Rude stood up, brushing imaginary dust from his cufflinks as he checked his watch, and then his knuckles. "Jenova." He said.

Cait Sith swiveled on Reno's shoulder to blink at him. "Jenova?" The cat repeated.

"What about it?" Clarise squinted.

Cid snerked. "Yeah, gonna expand on that any?"

Rude arched a brow, looking around at the crowd he'd suddenly become the center of. "He's got Jenova in him. Doesn't he?"

"Yes," Dr. Caraway answered, righting himself as best as he was able, though the noticeable wince that followed was enough to make Lyla catch him by the shoulder, bracing a hand against his shoulder to steady him. "... among other things. I haven't seen much as far as what he can do, physically, but it's very clear that he's far from human now. ... I have to admit, does a decent job of passing. Had me fooled for a few minutes... didn't take him long to reveal himself, though. Once he got raving."

"So? We've smacked plenty of Jenova-freaks around before," Reno reminded the group. "We could do it again."

Rude shook his head with a sigh. Of course, when he actually opened his mouth, he was misunderstood. Instead he merely arched a brow over his reflective glasses. "So does Lyla." He said, accompanying the sentence with an indicative gesture. And. We all remember what happened the last time she bumped heads with something that had Jenova in it. Don't we?

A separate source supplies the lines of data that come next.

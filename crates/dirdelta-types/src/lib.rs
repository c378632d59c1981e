//! Foundation types for dirdelta.
//!
//! This crate provides the identity and classification types shared by the
//! walker, the diff engine, and the comparison engine. Every other dirdelta
//! crate depends on `dirdelta-types`.
//!
//! # Key Types
//!
//! - [`FilePath`] — Normalized path relative to a comparison root (the join key)
//! - [`Category`] — Per-path comparison outcome
//! - [`DiffSpanKind`] — Equal/Insert/Delete/Replace tag for line and character runs
//! - [`FileMeta`] — Size, mtime, and optional digest of one side
//! - [`ContentDigest`] / [`ContentHasher`] — BLAKE3 content hashing

pub mod category;
pub mod digest;
pub mod error;
pub mod meta;
pub mod path;

pub use category::{Category, DiffSpanKind};
pub use digest::{ContentDigest, ContentHasher};
pub use error::TypeError;
pub use meta::FileMeta;
pub use path::FilePath;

Reno watched his partner for a moment, arching a brow a moment later as realization dawned. "Oh, yeah," he said firmly. "You're stayin' here, PETA."

"But I promised-"

"Ah ah," he cut her off. "We'll lock you up and take the key along with if you're gonna keep insisting. Let us play for once. Rude an' I will get the job done, like always. ... Cid can help," he added as an afterthought.

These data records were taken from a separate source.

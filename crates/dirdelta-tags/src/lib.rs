//! Tag overlay for dirdelta.
//!
//! Tags are labels attached to report rows by path-fragment matching. They
//! never influence classification; they exist so a renderer can filter.

pub mod error;
pub mod index;

pub use error::{TagError, TagResult};
pub use index::{TagIndex, TagRule};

The pilot snorted. "Thanks, punk."

Cait Sith leaned around to Reno's other shoulder. If he was offended for being forgotten in the lineup, he didn't say so. "Home front." he nodded.

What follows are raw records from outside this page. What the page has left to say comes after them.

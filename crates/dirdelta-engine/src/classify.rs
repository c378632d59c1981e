//! Per-path classification of two directory trees.
//!
//! Both roots are walked independently. Paths present in both trees are
//! compared in parallel; paths present in only one are `Added` or
//! `Removed`. The records are sorted and summarized into a
//! [`ComparisonResult`].

use std::fs::File;
use std::path::Path;
use std::time::Instant;

use dirdelta_diff::diff_text_until;
use dirdelta_tags::TagIndex;
use dirdelta_types::{ContentDigest, ContentHasher, FileMeta, FilePath};
use dirdelta_walk::{check_root, TreeWalker};
use rayon::prelude::*;
use tracing::{debug, info, warn};

use crate::cancel::{CancelToken, FileBudget};
use crate::config::CompareConfig;
use crate::error::{CompareError, CompareResult};
use crate::report::{ComparisonResult, FileRecord};

/// Compares two directory trees under one configuration.
///
/// The engine is immutable and `Sync`; one instance can serve many
/// comparisons, including concurrent ones.
#[derive(Clone, Debug, Default)]
pub struct ClassificationEngine {
    config: CompareConfig,
    tags: TagIndex,
    cancel: CancelToken,
}

impl ClassificationEngine {
    /// Create an engine with no tag rules.
    pub fn new(config: CompareConfig) -> Self {
        Self {
            config,
            tags: TagIndex::default(),
            cancel: CancelToken::new(),
        }
    }

    /// Create an engine, loading the tag table named by the configuration.
    pub fn from_config(config: CompareConfig) -> CompareResult<Self> {
        let tags = config.load_tags()?;
        Ok(Self::new(config).with_tags(tags))
    }

    pub fn with_tags(mut self, tags: TagIndex) -> Self {
        self.tags = tags;
        self
    }

    /// Share an externally owned cancellation token.
    pub fn with_cancel_token(mut self, cancel: CancelToken) -> Self {
        self.cancel = cancel;
        self
    }

    pub fn config(&self) -> &CompareConfig {
        &self.config
    }

    pub fn tags(&self) -> &TagIndex {
        &self.tags
    }

    pub fn cancel_token(&self) -> &CancelToken {
        &self.cancel
    }

    /// Compare `root1` (old) against `root2` (new).
    pub fn classify(&self, root1: &Path, root2: &Path) -> CompareResult<ComparisonResult> {
        let started = Instant::now();
        info!(
            root1 = %root1.display(),
            root2 = %root2.display(),
            "comparing directory trees"
        );

        for root in [root1, root2] {
            check_root(root).map_err(|e| CompareError::from_traversal(root, e))?;
        }

        let walker = TreeWalker::new(self.config.walk_options());
        let left = walker
            .walk(root1)
            .map_err(|e| CompareError::from_traversal(root1, e))?;
        let right = walker
            .walk(root2)
            .map_err(|e| CompareError::from_traversal(root2, e))?;

        let common: Vec<&FilePath> = left.intersection(&right).collect();
        let mut records: Vec<FileRecord> = common
            .par_iter()
            .map(|path| self.compare_pair(root1, root2, path))
            .collect::<CompareResult<_>>()?;

        for path in left.difference(&right) {
            let meta = read_meta(&path.to_native(root1))?;
            records.push(self.finish(FileRecord::removed(path.clone(), meta)));
        }
        for path in right.difference(&left) {
            let meta = read_meta(&path.to_native(root2))?;
            records.push(self.finish(FileRecord::added(path.clone(), meta)));
        }

        let result = ComparisonResult::new(root1, root2, records);
        let summary = result.summary();
        info!(
            total = summary.total,
            identical = summary.identical,
            changed = summary.changed,
            added = summary.added,
            removed = summary.removed,
            hash_only = summary.hash_only,
            incomplete = summary.incomplete,
            elapsed_ms = started.elapsed().as_millis() as u64,
            "comparison finished"
        );
        Ok(result)
    }

    /// Classify one path present in both trees.
    fn compare_pair(&self, root1: &Path, root2: &Path, path: &FilePath) -> CompareResult<FileRecord> {
        let budget = FileBudget::start(&self.cancel, self.config.file_timeout());
        if budget.exhausted() {
            return Ok(self.abandon(path));
        }

        let old_path = path.to_native(root1);
        let new_path = path.to_native(root2);
        let old_meta = read_meta(&old_path)?;
        let new_meta = read_meta(&new_path)?;

        if path.extension().is_some_and(|ext| self.config.is_hash_ext(ext)) {
            let old_hash = hash_file(&old_path)?;
            let new_hash = hash_file(&new_path)?;
            if budget.exhausted() {
                return Ok(self.abandon(path));
            }
            let record = if old_meta.size == new_meta.size && old_hash == new_hash {
                FileRecord::identical(path.clone(), old_meta, new_meta)
            } else {
                FileRecord::hash_only(
                    path.clone(),
                    old_meta.with_hash(old_hash),
                    new_meta.with_hash(new_hash),
                )
            };
            return Ok(self.finish(record));
        }

        let old_bytes = read_bytes(&old_path)?;
        let new_bytes = read_bytes(&new_path)?;
        if budget.exhausted() {
            return Ok(self.abandon(path));
        }
        if old_bytes == new_bytes {
            return Ok(self.finish(FileRecord::identical(path.clone(), old_meta, new_meta)));
        }

        let (old_text, new_text) =
            match (std::str::from_utf8(&old_bytes), std::str::from_utf8(&new_bytes)) {
                (Ok(old), Ok(new)) => (old, new),
                _ => {
                    warn!(path = %path, "content is not valid UTF-8, comparing by hash");
                    let record = FileRecord::decode_fallback(
                        path.clone(),
                        old_meta.with_hash(ContentHasher::hash(&old_bytes)),
                        new_meta.with_hash(ContentHasher::hash(&new_bytes)),
                    );
                    return Ok(self.finish(record));
                }
            };

        let stop = || budget.exhausted();
        let diff = match diff_text_until(old_text, new_text, self.config.context_lines, &stop) {
            Ok(diff) if !budget.exhausted() => diff,
            _ => return Ok(self.abandon(path)),
        };

        Ok(self.finish(FileRecord::changed(path.clone(), diff.hunks, old_meta, new_meta)))
    }

    fn abandon(&self, path: &FilePath) -> FileRecord {
        warn!(path = %path, "comparison cancelled");
        self.finish(FileRecord::incomplete(path.clone()))
    }

    /// Attach tags and log the outcome.
    fn finish(&self, record: FileRecord) -> FileRecord {
        debug!(path = %record.path, category = %record.category, "classified");
        let tags = self.tags.tags_for(&record.path);
        record.with_tags(tags)
    }
}

/// Compare two trees with a one-off engine built from `config`.
pub fn classify(root1: &Path, root2: &Path, config: &CompareConfig) -> CompareResult<ComparisonResult> {
    ClassificationEngine::from_config(config.clone())?.classify(root1, root2)
}

fn read_meta(path: &Path) -> CompareResult<FileMeta> {
    std::fs::metadata(path)
        .map(|m| FileMeta::from_metadata(&m))
        .map_err(|source| CompareError::FileAccess {
            path: path.to_path_buf(),
            source,
        })
}

fn read_bytes(path: &Path) -> CompareResult<Vec<u8>> {
    std::fs::read(path).map_err(|source| CompareError::FileAccess {
        path: path.to_path_buf(),
        source,
    })
}

fn hash_file(path: &Path) -> CompareResult<ContentDigest> {
    File::open(path)
        .and_then(ContentHasher::hash_reader)
        .map_err(|source| CompareError::FileAccess {
            path: path.to_path_buf(),
            source,
        })
}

Clarise set a hand on her hip, lofting a brow. "So. We gonna get this little show on the road, or what?"

Reno reached up to put a hand against the cat's back, steadying him. "Don't worry, you're comin' with," he assured the robot. "Yeah. Let's get goin'. Prez, what are you-"

"I'll stay here in case he doubles back," Rufus interjected coolly. "I would still slow you down in the field, but I'll gladly put a hole in his chest if he shows up again. Besides. Someone has to make sure Ms. Caraway doesn't go running after you."

"Do you want to keep the bazooka?" The ginger asked, cocking her head curiously.

He smiled thinly in her direction. "Appreciated, but my own firearm should do just fine. You'll likely need the bazooka more than I will tonight. Thank you for the offer, Miss Kaht."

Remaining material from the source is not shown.